[SUPPLIED RECORDS — start]
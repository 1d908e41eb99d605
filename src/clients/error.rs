use anyhow::anyhow;
use async_trait::async_trait;
use axum::http::StatusCode;
use reqwest::{Error, Response};

use crate::{clients::ERROR_MESSAGE_HEADER, error::AppError};

#[derive(thiserror::Error, Debug)]
pub enum ClientError {
    #[error("request error: {0}")]
    Generic(#[from] anyhow::Error),
    #[error("network error: {status_code} {message}")]
    NetworkError { status_code: u16, message: String },
}

#[async_trait]
pub trait ResponseExt {
    async fn map_client_error(self) -> Result<Response, ClientError>;
}

#[async_trait]
impl ResponseExt for Response {
    async fn map_client_error(self) -> Result<Response, ClientError> {
        if self.status().is_success() {
            return Ok(self);
        }
        let status_code = self.status().as_u16();
        let header_message = self
            .headers()
            .get(ERROR_MESSAGE_HEADER)
            .and_then(|v| v.to_str().ok())
            .map(str::to_string);
        let message = match header_message {
            Some(message) => message,
            None => self.text().await.unwrap_or_default(),
        };
        Err(ClientError::NetworkError {
            status_code,
            message,
        })
    }
}

#[async_trait]
impl ResponseExt for Result<Response, Error> {
    async fn map_client_error(self) -> Result<Response, ClientError> {
        match self {
            Ok(response) => response.map_client_error().await,
            Err(e) => Err(ClientError::Generic(anyhow!(e.to_string()))),
        }
    }
}

/// Client-facing status for a downstream failure.
pub fn nearest_status(status_code: u16) -> StatusCode {
    match status_code {
        400 => StatusCode::BAD_REQUEST,
        401 => StatusCode::UNAUTHORIZED,
        403 => StatusCode::FORBIDDEN,
        404 => StatusCode::NOT_FOUND,
        409 => StatusCode::CONFLICT,
        402..=499 => StatusCode::BAD_REQUEST,
        _ => StatusCode::INTERNAL_SERVER_ERROR,
    }
}

impl From<ClientError> for AppError {
    fn from(err: ClientError) -> Self {
        match err {
            ClientError::NetworkError {
                status_code,
                message,
            } => {
                tracing::warn!(status_code, message = %message, "downstream request failed");
                let message = if message.trim().is_empty() {
                    "downstream service error".to_string()
                } else {
                    message
                };
                AppError::Upstream {
                    status: nearest_status(status_code),
                    message,
                }
            }
            ClientError::Generic(err) => AppError::Internal(err),
        }
    }
}

#[cfg(test)]
mod tests {
    use super::*;

    #[test]
    fn keeps_known_statuses_and_collapses_the_rest() {
        assert_eq!(nearest_status(404), StatusCode::NOT_FOUND);
        assert_eq!(nearest_status(409), StatusCode::CONFLICT);
        assert_eq!(nearest_status(401), StatusCode::UNAUTHORIZED);
        assert_eq!(nearest_status(422), StatusCode::BAD_REQUEST);
        assert_eq!(nearest_status(502), StatusCode::INTERNAL_SERVER_ERROR);
    }

    #[test]
    fn network_error_keeps_downstream_message() {
        let err: AppError = ClientError::NetworkError {
            status_code: 404,
            message: "user 42 does not exist".into(),
        }
        .into();
        assert_eq!(err.status_code(), StatusCode::NOT_FOUND);
        assert_eq!(err.to_string(), "user 42 does not exist");
    }
}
[SUPPLIED RECORDS — finish]
WORK INSTRUCTION:
Nothing but lines that contain "AppError" should appear in the answer. Copy each from the records.

EXERCISE OUTPUT:
use crate::{clients::ERROR_MESSAGE_HEADER, error::AppError};
impl From<ClientError> for AppError {
                AppError::Upstream {
            ClientError::Generic(err) => AppError::Internal(err),
        let err: AppError = ClientError::NetworkError {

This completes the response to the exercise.